76 F.3d 378
NOTICE: Sixth Circuit Rule 24(c) states that citation of unpublished dispositions is disfavored except for establishing res judicata, estoppel, or the law of the case and requires service of copies of cited unpublished dispositions of the Sixth Circuit.
Joe Alexander BROWDER, Jr., Plaintiff-Appellant,
v.
Dr. DONNELY; Dr. Saunders; Trover Clinic; Dave Wirthlin,
Deputy; Dianna Patterson; Jim Lantrip; Hopkins County,
Kentucky; Bob Edge, Deputy; Daviess County, Kentucky;
Department of Corrections; Harold Taylor, Jailer; Joseph
Deaton; Minor Emergi-Center, Defendants-Appellees.
No. 95-5990.
United States Court of Appeals, Sixth Circuit.
Feb. 7, 1996.
Before: KENNEDY and SUHRHRINRICH, Circuit Judges, and GILMORE, District Judge.*
ORDER
Joe Alexander Browder, Jr., a pro se Kentucky prisoner, appeals a district court order denying his request for an extension of time in which to appeal the district court's dismissal of his civil rights action filed under 42 U.S.C. § 1983. This case has been referred to a panel of the court pursuant to Rule 9(a), Rules of the Sixth Circuit. Upon examination, this panel unanimously agrees that oral argument is not needed. Fed.R.App.P. 34(a).
In an underlying civil rights action, Browder sued the Kentucky Department of Corrections (KDOC), Hopkins County and Daviess County (Kentucky), officials of the Hopkins County Jail and Daviess County Detention Center, the Trover Clinic and two of its orthopedic surgeons, and the Minor Emergi-Center of Owensboro and one of its physicians. Browder primarily alleged that, on January 24, 1994, while temporarily housed in the Hopkins County Jail's dayroom with other detainees, he suffered an injury to the fifth metacarpal of his right hand (the result of a fight with another detainee) which was negligently treated, resulting in pain and disability. He alleged that the defendants' actions violated Kentucky law and his Eighth Amendment right to be free from cruel and unusual punishment. Browder sought unspecified compensatory damages, over $12 million in punitive damages, and the termination of employment of each individual defendant.
A magistrate judge, in separate findings of fact and conclusions of law, recommended that the KDOC's motion to dismiss be granted because that body was not considered a person within the meaning of § 1983, that summary judgment be granted in favor of the Trover Clinic and Minor Emergi-Center defendants because those defendants were not state actors and because Browder's claims against them sounded in medical malpractice only, and that the complaint be dismissed as to all defendants for want of prosecution. Browder did not file objections to any of these recommendations. The district court adopted the magistrate judge's recommendations and, on January 31, 1995, entered judgments granting the motion to dismiss and the motions for summary judgment, and dismissing the action for want of prosecution. The county defendants' motion for summary judgment was dismissed as moot.

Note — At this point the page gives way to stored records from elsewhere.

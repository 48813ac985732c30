use axum::{
    extract::DefaultBodyLimit,
    routing::{delete, get, post, put},
    Router,
};
use std::sync::Arc;
use tower_http::trace::TraceLayer;

use super::handlers;
use crate::AppState;

pub fn create_router(state: Arc<AppState>) -> Router {
    let upload_limit = state.config.max_upload_bytes() as usize;

    let mut router = Router::new()
        // Files
        .route("/files", get(handlers::list_files))
        .route(
            "/files/upload",
            post(handlers::upload_file).layer(DefaultBodyLimit::max(upload_limit)),
        )
        .route("/files/:id", get(handlers::get_file))
        .route("/files/:id", put(handlers::update_file))
        .route("/files/:id", delete(handlers::delete_file))
        .route("/files/:id/download", get(handlers::download_file))
        // Folders
        .route("/folders", get(handlers::list_folders))
        .route("/folders", post(handlers::create_folder))
        // Admin
        .route("/admin/stats", get(handlers::admin_stats))
        // Internal
        .route("/_internal/health", get(handlers::health));

    // Test-only routes
    if state.config.test_mode {
        tracing::warn!("Test mode enabled, purge route is available");
        router = router.route("/admin/purge", delete(handlers::admin_purge));
    }

    router.layer(TraceLayer::new_for_http()).with_state(state)
}
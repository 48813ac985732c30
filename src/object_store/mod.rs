mod gcs;
mod local;

pub use gcs::GcsStore;
pub use local::LocalStore;

use async_trait::async_trait;
use bytes::Bytes;
use thiserror::Error;

#[derive(Debug, Error)]
pub enum ObjectStoreError {
    #[error("IO error: {0}")]
    Io(#[from] std::io::Error),
    #[error("Object not found: {0}")]
    NotFound(String),
    #[error("Backend error: {0}")]
    Backend(String),
}

/// Abstraction over object storage backends.
/// Keys are `<user_id>/<storage_name>` -- the blobs are meaningless
/// without the metadata DB.
#[async_trait]
pub trait ObjectStore: Send + Sync {
    async fn put(&self, key: &str, data: Bytes) -> Result<(), ObjectStoreError>;
    async fn get(&self, key: &str) -> Result<Bytes, ObjectStoreError>;
    async fn delete(&self, key: &str) -> Result<(), ObjectStoreError>;
    async fn exists(&self, key: &str) -> Result<bool, ObjectStoreError>;
    /// Public retrieval locator for a key, when the backend exposes one.
    fn public_url(&self, key: &str) -> Option<String>;
}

On June 12, 1995, over four months after entry of the district court's judgments, Browder filed a notice of appeal and a motion for an extension of time in which to appeal. The district court denied the motion in an order entered on July 7, 1995.
On appeal, Browder merely argues that the district court erred by denying his motion for appointment of counsel and by its disposition of various other motions in the underlying action. He does not address the question of why the district court's order denying an extension of time in which to appeal was erroneous. Browder has filed a motion for the appointment of counsel in this appeal and Deaton moves for dismissal due to Browder's failure to serve him with copies of his pleadings.
Upon review, we affirm the district court's order because the district court did not abuse its discretion in denying Browder's motion for an extension of time in which to appeal. See Barnes v. Cavazos, 966 F.2d 1056, 1061-62 (6th Cir.1992) (per curiam).
Under Fed.R.App.P. 4(a)(1), Browder had thirty days in which to file his notice of appeal. Beyond that period, and upon a showing of excusable neglect or good cause, Fed.R.App.P. 4(a)(5) allows a party to file a motion for an extension of time "not later than 30 days after the expiration of the time prescribed by ... Rule 4(a)." See Beard v. Carrollton R.R., 893 F.2d 117, 120 (6th Cir.1989). Browder did not request an extension until four-and-a-half months after entry of the district court's judgment, well beyond the time allowed by Rule 4(a). The taking of an appeal within the prescribed time limits is jurisdictional; thus, the district court had no authority to extend the period for filing the notice of appeal. Id.
Accordingly, the district court's order, entered on July 7, 1995, is affirmed. Browder's motion for the appointment of counsel is denied. Deaton's motion to dismiss is denied as moot. Rule 9(b)(3), Rules of the Sixth Circuit.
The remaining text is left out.